The Pittsburgh region was one of 60 finalists across the country and one of 21 coalitions that won such funding from the $1 billion challenge administered by the Economic Development Administration, which partnered with Brookings for this report.
The Southwestern Pennsylvania New Economy Collaborative — which encompasses 11 counties and is the designated receiver of the funds locally — is looking to use the proceeds for five major grant-funding projects that touch on robotics-related developments as well as provide funding for 20 other regional entities that work in this industry or similar ones. These projects are intended to provide long-term opportunities for people, businesses and communities in the region looking to get into the growing robotics and autonomy industries.
This local initiative cluster of proposals has been described as an "extender," according to the 41-page Brookings Metro report titled "The future of place-based economic policy: Early insights from the Build Back Better Regional Challenge." Extender-based clusters, the report said, are vying to take established clusters — like Pittsburgh's budding robotics scene — and connect them to more rural regions — like those beyond the borders of Allegheny County — to better serve those who are often left out of these types of developments.
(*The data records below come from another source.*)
//! Property tests for blob parsing and verification over parsed blobs

use fitcheck::tree::{blob, FitNode, TreeAccessor};
use fitcheck::verify::{HashVerifier, OracleTable};
use proptest::prelude::*;

fn fit_with_digests(digests: &[(String, Vec<u8>)]) -> FitNode {
    let mut image = FitNode::new("kernel@1").with_bytes("data", &[0xa5; 16]);
    for (i, (algo, value)) in digests.iter().enumerate() {
        image = image.with_child(
            FitNode::new(format!("hash-{}", i))
                .with_bytes("value", value)
                .with_string("algo", algo),
        );
    }
    FitNode::new("").with_child(FitNode::new("images").with_child(image))
}

fn digests() -> impl Strategy<Value = Vec<(String, Vec<u8>)>> {
    proptest::collection::btree_map(
        "[a-z][a-z0-9-]{0,11}",
        proptest::collection::vec(any::<u8>(), 1..64),
        1..8,
    )
    .prop_map(|m| m.into_iter().collect())
}

proptest! {
    /// Arbitrary input is rejected or parsed, never a panic.
    #[test]
    fn test_parse_arbitrary_bytes(data in proptest::collection::vec(any::<u8>(), 0..256)) {
        let _ = blob::parse(&data);
    }

    /// Any strict prefix of a valid blob is rejected.
    #[test]
    fn test_truncated_blob_rejected(digests in digests(), cut in any::<prop::sample::Index>()) {
        let dtb = fit_with_digests(&digests).to_dtb();
        let len = cut.index(dtb.len());
        prop_assert!(blob::parse(&dtb[..len]).is_err());
    }

    /// Digests written into a blob read back as their hex encoding.
    #[test]
    fn test_digest_hex_read_back(digests in digests()) {
        let tree = blob::parse(&fit_with_digests(&digests).to_dtb()).unwrap();
        for (i, (_, value)) in digests.iter().enumerate() {
            let node = format!("/images/kernel@1/hash-{}", i);
            prop_assert_eq!(tree.get_property_hex(&node, "value").unwrap(), hex::encode(value));
        }
    }

    /// A blob verifies against an oracle built from its own digests.
    #[test]
    fn test_blob_verifies_against_own_digests(digests in digests()) {
        let tree = blob::parse(&fit_with_digests(&digests).to_dtb()).unwrap();
        let oracle = OracleTable::from_entries(
            digests.iter().map(|(algo, value)| (algo.clone(), hex::encode(value))),
        )
        .unwrap();

        let mut verifier = HashVerifier::new();
        verifier.find_hashable_image_nodes(&tree).unwrap();
        let report = verifier.verify_hashes(&tree, &oracle).unwrap();
        prop_assert_eq!(report.digest_count(), digests.len());
    }
}
//! Configuration System
//!
//! Layered configuration for tool locations, verification rules, the
//! scenario harness, and logging. Sources merge from built-in defaults, the
//! user's global file, workspace files, and `FITCHECK__*` environment
//! variables, in increasing precedence.

use crate::error::ApiError;
use crate::logging::LoggingConfig;
use crate::tree::Backend;
use crate::verify::{OracleTable, Selection};
use serde::{Deserialize, Serialize};
use std::path::{Path, PathBuf};

pub use crate::scenario::ScenarioConfig;

mod facade;
mod merge;
mod sources;

pub use facade::ConfigLoader;

/// Root configuration structure
#[derive(Debug, Clone, Serialize, Deserialize, Default)]
pub struct FitcheckConfig {
    /// External tool locations
    #[serde(default)]
    pub tools: ToolsConfig,

    /// Verification rules
    #[serde(default)]
    pub verify: VerifyConfig,

    /// Scenario harness inputs
    #[serde(default)]
    pub scenario: ScenarioConfig,

    /// Logging configuration
    #[serde(default)]
    pub logging: LoggingConfig,
}

/// External tool programs, looked up on `PATH` unless given as paths.
#[derive(Debug, Clone, Serialize, Deserialize)]
pub struct ToolsConfig {
    #[serde(default = "default_dtc")]
    pub dtc: String,
    #[serde(default = "default_mkimage")]
    pub mkimage: String,
    #[serde(default = "default_fdtget")]
    pub fdtget: String,
}

fn default_dtc() -> String {
    "dtc".to_string()
}

fn default_mkimage() -> String {
    "mkimage".to_string()
}

fn default_fdtget() -> String {
    "fdtget".to_string()
}

impl Default for ToolsConfig {
    fn default() -> Self {
        Self {
            dtc: default_dtc(),
            mkimage: default_mkimage(),
            fdtget: default_fdtget(),
        }
    }
}

/// Verification rules
#[derive(Debug, Clone, Serialize, Deserialize)]
pub struct VerifyConfig {
    /// Tree accessor backend: fdtget or native
    #[serde(default)]
    pub backend: Backend,

    /// Substring selecting image nodes to verify
    #[serde(default = "default_image_pattern")]
    pub image_pattern: String,

    /// Substring identifying hash subnodes
    #[serde(default = "default_hash_marker")]
    pub hash_marker: String,

    /// Oracle TOML file; the built-in kernel table when unset
    #[serde(default)]
    pub oracle_file: Option<PathBuf>,
}

fn default_image_pattern() -> String {
    Selection::default().image_pattern
}

fn default_hash_marker() -> String {
    Selection::default().hash_marker
}

impl Default for VerifyConfig {
    fn default() -> Self {
        Self {
            backend: Backend::default(),
            image_pattern: default_image_pattern(),
            hash_marker: default_hash_marker(),
            oracle_file: None,
        }
    }
}

impl VerifyConfig {
    pub fn selection(&self) -> Selection {
        Selection {
            image_pattern: self.image_pattern.clone(),
            hash_marker: self.hash_marker.clone(),
        }
    }

    /// Load the configured oracle, resolving a relative file against `base`.
    pub fn load_oracle(&self, base: &Path) -> Result<OracleTable, ApiError> {
        match &self.oracle_file {
            Some(path) if path.is_relative() => OracleTable::load(&base.join(path)),
            Some(path) => OracleTable::load(path),
            None => Ok(OracleTable::kernel()),
        }
    }

    pub fn validate(&self) -> Result<(), String> {
        if self.image_pattern.is_empty() {
            return Err("image_pattern cannot be empty".to_string());
        }
        if self.hash_marker.is_empty() {
            return Err("hash_marker cannot be empty".to_string());
        }
        Ok(())
    }
}

impl ToolsConfig {
    pub fn validate(&self) -> Result<(), String> {
        for (name, program) in [
            ("dtc", &self.dtc),
            ("mkimage", &self.mkimage),
            ("fdtget", &self.fdtget),
        ] {
            if program.trim().is_empty() {
                return Err(format!("{} program cannot be empty", name));
            }
        }
        Ok(())
    }
}

/// Configuration validation errors
#[derive(Debug, Clone)]
pub enum ValidationError {
    Tools(String),
    Verify(String),
    Scenario(String),
}

impl std::fmt::Display for ValidationError {
    fn fmt(&self, f: &mut std::fmt::Formatter<'_>) -> std::fmt::Result {
        match self {
            ValidationError::Tools(msg) => write!(f, "Tools: {}", msg),
            ValidationError::Verify(msg) => write!(f, "Verify: {}", msg),
            ValidationError::Scenario(msg) => write!(f, "Scenario: {}", msg),
        }
    }
}

impl std::error::Error for ValidationError {}

impl FitcheckConfig {
    /// Validate the entire configuration
    pub fn validate(&self) -> Result<(), Vec<ValidationError>> {
        let mut errors = Vec::new();

        if let Err(e) = self.tools.validate() {
            errors.push(ValidationError::Tools(e));
        }
        if let Err(e) = self.verify.validate() {
            errors.push(ValidationError::Verify(e));
        }
        if let Err(e) = self.scenario.validate() {
            errors.push(ValidationError::Scenario(e));
        }

        if errors.is_empty() {
            Ok(())
        } else {
            Err(errors)
        }
    }

    /// Validate, folding every error into one `ApiError`.
    pub fn validated(self) -> Result<Self, ApiError> {
        self.validate().map_err(|errors| {
            let error_msgs: Vec<String> = errors.iter().map(|e| e.to_string()).collect();
            ApiError::ConfigError(format!(
                "Configuration validation failed:\n{}",
                error_msgs.join("\n")
            ))
        })?;
        Ok(self)
    }
}
//! Configuration sources, lowest precedence first.

pub mod environment;
pub mod global_file;
pub mod workspace_file;
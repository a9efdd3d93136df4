//! ConfigLoader facade delegating to the merge service.

use super::merge::service::MergeService;
use super::FitcheckConfig;
use config::ConfigError;
use std::path::Path;

/// Configuration loader facade.
pub struct ConfigLoader;

impl ConfigLoader {
    /// Load configuration from files and environment.
    pub fn load(workspace_root: &Path) -> Result<FitcheckConfig, ConfigError> {
        MergeService::load(workspace_root)
    }

    /// Load configuration from a specific file.
    pub fn load_from_file(path: &Path) -> Result<FitcheckConfig, ConfigError> {
        MergeService::load_from_file(path)
    }
}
Brookings classified 21 of the 60 winning pitches as extenders after analyzing all of them.
"These applicants often argued that legacy failures such as discrimination or economic isolation meant that economic opportunities generated by their established clusters were not benefiting underserved people and areas within their regions," the report said. "Or they argued the technological assets within the cluster were not being adopted by small- and mid-sized businesses (e.g., southwestern Pennsylvania’s robotics cluster). Because these regions are trying to extend the benefit of established clusters in more equitable ways, we call the coalitions that use this group of strategies 'extenders.'"
Other cluster categories defined by Brookings in the report included "contenders" and "reinventors," which are initiatives looking to build out emerging clusters or improve existing clusters that are experiencing a decline, respectively, in a given geographic region.
"Along with other extender awardee locales, [the Southwestern Pennsylvania New Economy Collaborative] and other regions are trying to extend the benefit of established clusters in more equitable ways," Erin Raftery, a communications coordinator at Brookings, said in an email statement. "With these resources, coalitions of businesses, governments, universities, and community-based organizations in Allegheny [County] — and counterpart awardee locations — will implement comprehensive strategies to develop nationally critical industry clusters in ways that deliver economic opportunity to traditionally underserved people and communities."
A previous version of this article stated that the Pittsburgh region was one of 60 finalists that won funding from the $1 billion challenge. The article has been updated to more clearly reflect that it was also one of 21 regions that ultimately received the more significant funding allotments from the program. All 60 coalition finalists received $500,000 in seed grant funding to further build out their pitches.